OBJECTIVES: The purpose of this study was to assess whether the immediate availability of serum markers would increase the appropriate use of thrombolytic therapy. BACKGROUND: Serum markers such as myoglobin and creatine kinase, MB fraction (CK-MB) are effective in detecting acute myocardial infarction (AMI) in the emergency setting. Appropriate candidates for thrombolytic therapy are not always identified in the emergency department (ED), as 20% to 30% of eligible patients go untreated, representing 10% to 15% of all patients with AMI. Patients presenting with chest pain consistent with acute coronary syndrome were evaluated in the EDs of 12 hospitals throughout North America. METHODS: In this randomized, controlled clinical trial, physicians received either the immediate myoglobin/CK-MB results at 0 and 1 h after enrollment (stat) or conventional reporting of myoglobin/CK-MB 3 h or more after hospital admission (control). The primary end point was the comparison of the proportion of patients within the stat group versus control group who received appropriate thrombolytic therapy.
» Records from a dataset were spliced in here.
use super::app::App;
use crate::libs::formatter::format_duration;
use crate::libs::keeper::keep_alive;
use crate::libs::messages::Message;
use crate::libs::session::SessionState;
use crate::{msg_bail_anyhow, msg_info, msg_print, msg_warning};
use anyhow::Result;
use chrono::Local;
use clap::{Args, Subcommand};
use std::io::BufRead;
use tokio::sync::mpsc;
use tracing::debug;

#[derive(Debug, Args)]
pub struct SessionArgs {
    #[command(subcommand)]
    command: Option<SessionCommand>,
}

#[derive(Debug, Subcommand)]
enum SessionCommand {
    /// Show who is signed in and when the session ends
    Status,
    /// Keep the session alive while you work; every line on stdin counts as activity
    Watch,
}

pub async fn cmd(args: SessionArgs) -> Result<()> {
    match args.command.unwrap_or(SessionCommand::Status) {
        SessionCommand::Status => handle_status(),
        SessionCommand::Watch => handle_watch().await,
    }
}

fn handle_status() -> Result<()> {
    let mut app = App::load()?;
    match app.session.check_session()? {
        SessionState::Authenticated => {}
        SessionState::Expired => {
            msg_warning!(Message::SessionExpired);
            return Ok(());
        }
        SessionState::Unauthenticated => {
            msg_info!(Message::NotLoggedIn);
            return Ok(());
        }
    }

    let now = app.session.now();
    if let Some(session) = app.session.session() {
        msg_print!(Message::SessionStatus {
            name: session.user.name.clone(),
            email: session.user.email.clone(),
            role: session.user.role.to_string(),
            expires_at: session.expires_at.with_timezone(&Local).format("%Y-%m-%d %H:%M").to_string(),
            idle_for: format_duration(&(now - session.user.last_activity)),
        });
    }
    Ok(())
}

async fn handle_watch() -> Result<()> {
    let mut app = App::load()?;
    if app.session.check_session()? != SessionState::Authenticated {
        msg_bail_anyhow!(Message::NotLoggedIn);
    }
    let session_config = app.config.session();

    let (tx, rx) = mpsc::channel(16);
    // A plain thread, so a pending read never holds up runtime shutdown.
    std::thread::spawn(move || {
        for line in std::io::stdin().lock().lines() {
            if line.is_err() || tx.blocking_send(()).is_err() {
                break;
            }
        }
    });

    msg_info!(Message::WatchStarted(session_config.check_interval().as_secs()));
    let shutdown = async {
        let _ = tokio::signal::ctrl_c().await;
    };
    let exit = keep_alive(
        &mut app.session,
        session_config.debouncer(),
        session_config.check_interval(),
        rx,
        shutdown,
    )
    .await?;

    debug!(?exit, "session watch finished");
    Ok(())
}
Secondary end points included the emergent use of any reperfusion treatment in both groups, initial hospital disposition of patients (coronary care unit, monitor or nonmonitor beds) and the proportion of patients appropriately discharged from the ED. RESULTS: Of 6,352 patients enrolled, 814 (12.8%) were diagnosed as having AMI. For patients having AMI, there were no statistically significant differences in the proportion of patients treated with thrombolytic therapy between the stat and control groups (15.1% vs. 17.1%, p = 0.45). When only patients with ST segment elevation on their initial electrocardiogram were compared, there were still no significant differences between the groups. Also, there was no difference in the hospital placement of patients in critical care and non- critical care beds. The availability of early markers was associated with more hospital admissions as compared to the control group, as the number of patients discharged from the ED was decreased in the stat versus control groups (28.4% vs. 31.5%, p = 0.023). CONCLUSIONS: The availability of 0- and 1-h myoglobin and CK-MB results after ED evaluation had no effect on the use of thrombolytic therapy for patients presenting with AMI, and it slightly increased the number of patients admitted to the hospital who had no evidence of acute myocardial necrosis.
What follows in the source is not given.